Often, Mr. Burns said, “the cash flows are better in the Tulsas and Allentowns of the world” for those seeking to rent out properties. In the fourth quarter of 2020, nearly a fifth of homes sold in the Allentown area were bought by investors, according to Mr. Burns’s data.

While much attention is directed to hot real estate markets in major metro areas – with a lot of attention for the most expensive like Manhattan, San Francisco, Los Angeles, and others – this hints at a different dynamic. In smaller town, there is not a big supply of new housing. Thus, investors can purchase homes and turn them into rental properties. Without large influxes of new residences, these rental units can bring in good money as buyers look to move up within an unchanging local supply.

If there is such demand and limited supplies of new homes in places like Bethlehem, Pennsylvania, the focus of this article, one possible future is a business opportunity for local or national builders who could come in and provide new apartments or single-family homes. While the community may not be growing much in terms of population, housing stocks do need replenishing and what people desire over time changes. Could building in Bethlehem generate the kinds of profits builders are looking or are more of them chasing even better profit opportunities in hotter markets with faster-growing populations?

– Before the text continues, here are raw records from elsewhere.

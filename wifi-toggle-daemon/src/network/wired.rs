/*!
 * Wired link detection
 * Which ports count as wired, and whether one of them really carries traffic
 */

use std::net::Ipv4Addr;

use super::ports::{is_wifi_port_name, HardwarePort};
use crate::config::NetworkConfig;

/// Ports that may count as a wired link: never Wi-Fi, never an ignored
/// pseudo interface, and only allow-listed ports when an allow-list is set.
pub fn wired_candidates<'a>(
    ports: &'a [HardwarePort],
    config: &NetworkConfig,
) -> Vec<&'a HardwarePort> {
    ports
        .iter()
        .filter(|port| !config.ignored_port_names.contains(&port.name))
        .filter(|port| port.name != config.wifi_port_name && !is_wifi_port_name(&port.name))
        .filter(|port| Some(&port.device) != config.wifi_device.as_ref())
        .filter(|port| {
            config.wired_port_names.is_empty() || config.wired_port_names.contains(&port.name)
        })
        .collect()
}

/// `ifconfig <dev>` reports `status: active` once the link has carrier.
pub fn status_active(ifconfig_output: &str) -> bool {
    ifconfig_output
        .lines()
        .any(|line| line.trim().eq_ignore_ascii_case("status: active"))
}

/// Address from `ipconfig getifaddr`, ignoring self-assigned (169.254/16)
/// addresses that show up on adapters with no DHCP server behind them.
pub fn usable_ipv4(getifaddr_output: &str) -> Option<Ipv4Addr> {
    let addr: Ipv4Addr = getifaddr_output.trim().parse().ok()?;
    if addr.is_link_local() || addr.is_unspecified() || addr.is_loopback() {
        return None;
    }
    Some(addr)
}
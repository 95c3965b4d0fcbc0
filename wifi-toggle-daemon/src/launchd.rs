/*!
 * LaunchAgent management
 * Renders the per-user agent plist and loads it into the gui/<uid> domain
 */

use anyhow::{Context, Result};
use std::fs;
use std::path::{Path, PathBuf};
use tracing::{debug, info};

use crate::error::ConfigError;
use crate::system::{CommandRunner, LAUNCHCTL};

#[derive(Debug, Clone)]
pub struct AgentSpec {
    pub label: String,
    pub program: PathBuf,
    pub config_path: PathBuf,
    pub keep_alive: bool,
    /// Where launchd sends the agent's stderr, i.e. the console log.
    pub stderr_path: Option<PathBuf>,
}

/// `~/Library/LaunchAgents`
pub fn agents_dir() -> Result<PathBuf, ConfigError> {
    let home = dirs::home_dir().ok_or(ConfigError::NoHome)?;
    Ok(home.join("Library").join("LaunchAgents"))
}

pub fn plist_path(agents_dir: &Path, label: &str) -> PathBuf {
    agents_dir.join(format!("{label}.plist"))
}

fn domain() -> String {
    format!("gui/{}", nix::unistd::getuid())
}

pub fn render_plist(spec: &AgentSpec) -> String {
    let mut plist = String::from(
        "<?xml version=\"1.0\" encoding=\"UTF-8\"?>\n\
         <!DOCTYPE plist PUBLIC \"-//Apple//DTD PLIST 1.0//EN\" \"http://www.apple.com/DTDs/PropertyList-1.0.dtd\">\n\
         <plist version=\"1.0\">\n\
         <dict>\n",
    );

    plist.push_str(&format!(
        "    <key>Label</key>\n    <string>{}</string>\n",
        escape(&spec.label)
    ));

    plist.push_str("    <key>ProgramArguments</key>\n    <array>\n");
    let program = spec.program.to_string_lossy();
    let config = spec.config_path.to_string_lossy();
    for arg in [&*program, "--config", &*config, "run"] {
        plist.push_str(&format!("        <string>{}</string>\n", escape(arg)));
    }
    plist.push_str("    </array>\n");

    plist.push_str("    <key>RunAtLoad</key>\n    <true/>\n");
    plist.push_str(&format!(
        "    <key>KeepAlive</key>\n    <{}/>\n",
        spec.keep_alive
    ));
    plist.push_str("    <key>ProcessType</key>\n    <string>Background</string>\n");

    if let Some(path) = &spec.stderr_path {
        plist.push_str(&format!(
            "    <key>StandardErrorPath</key>\n    <string>{}</string>\n",
            escape(&path.to_string_lossy())
        ));
    }

    plist.push_str("</dict>\n</plist>\n");
    plist
}

fn escape(text: &str) -> String {
    let mut out = String::with_capacity(text.len());
    for c in text.chars() {
        match c {
            '&' => out.push_str("&amp;"),
            '<' => out.push_str("&lt;"),
            '>' => out.push_str("&gt;"),
            '"' => out.push_str("&quot;"),
            '\'' => out.push_str("&apos;"),
            _ => out.push(c),
        }
    }
    out
}

/// Writes the plist and (re)loads the agent. Returns the plist path.
pub async fn install<R: CommandRunner>(
    runner: &R,
    spec: &AgentSpec,
    agents_dir: &Path,
) -> Result<PathBuf> {
    fs::create_dir_all(agents_dir)
        .with_context(|| format!("cannot create {}", agents_dir.display()))?;

    let path = plist_path(agents_dir, &spec.label);
    fs::write(&path, render_plist(spec))
        .with_context(|| format!("cannot write {}", path.display()))?;
    info!("wrote {}", path.display());

    let domain = domain();
    let target = format!("{domain}/{}", spec.label);
    let previous = runner.output(LAUNCHCTL, &["bootout", target.as_str()]).await?;
    if previous.success() {
        debug!("unloaded previous instance of {}", spec.label);
    }

    let plist = path.to_string_lossy();
    runner
        .run(LAUNCHCTL, &["bootstrap", domain.as_str(), &*plist])
        .await
        .with_context(|| format!("cannot load {}", spec.label))?;
    info!("loaded {} into {}", spec.label, domain);
    Ok(path)
}

/// Unloads the agent and removes its plist. Both steps tolerate the agent
/// already being gone. Returns whether a plist was removed.
pub async fn uninstall<R: CommandRunner>(runner: &R, label: &str, agents_dir: &Path) -> Result<bool> {
    let target = format!("{}/{label}", domain());
    let unloaded = runner.output(LAUNCHCTL, &["bootout", target.as_str()]).await?;
    if unloaded.success() {
        info!("unloaded {}", label);
    } else {
        debug!("{} was not loaded: {}", label, unloaded.stderr);
    }

    let path = plist_path(agents_dir, label);
    if !path.exists() {
        return Ok(false);
    }
    fs::remove_file(&path).with_context(|| format!("cannot remove {}", path.display()))?;
    info!("removed {}", path.display());
    Ok(true)
}
use serde::Serialize;
use std::fmt;

use crate::network::WifiPower;

#[derive(Debug, Clone, Copy, PartialEq, Eq, Serialize)]
#[serde(rename_all = "snake_case")]
pub enum Action {
    DisableWifi,
    EnableWifi,
    Nothing,
}

impl Action {
    pub fn target(self) -> Option<WifiPower> {
        match self {
            Action::DisableWifi => Some(WifiPower::Off),
            Action::EnableWifi => Some(WifiPower::On),
            Action::Nothing => None,
        }
    }
}

impl fmt::Display for Action {
    fn fmt(&self, f: &mut fmt::Formatter<'_>) -> fmt::Result {
        f.write_str(match self {
            Action::DisableWifi => "disable Wi-Fi",
            Action::EnableWifi => "enable Wi-Fi",
            Action::Nothing => "nothing",
        })
    }
}

/// Wired beats wireless. Wi-Fi comes back only when no cable is up and, with
/// office gating on, only when the host was last seen on an office network.
pub fn decide(wired_active: bool, wifi: WifiPower, in_office: bool, office_gating: bool) -> Action {
    match (wired_active, wifi) {
        (true, WifiPower::On) => Action::DisableWifi,
        (false, WifiPower::Off) if in_office || !office_gating => Action::EnableWifi,
        _ => Action::Nothing,
    }
}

If investors are making a significant number of these purchases, could communities respond in ways that help retain opportunities for local residents as opposed to far-off companies? Could they form local investment funds or cooperatives that then only sell or rent the homes at reasonable rates to local residents? This could be an affordable housing issue in many communities and even if local actors generated little profit in the transactions, they could help insure a supply of human capital.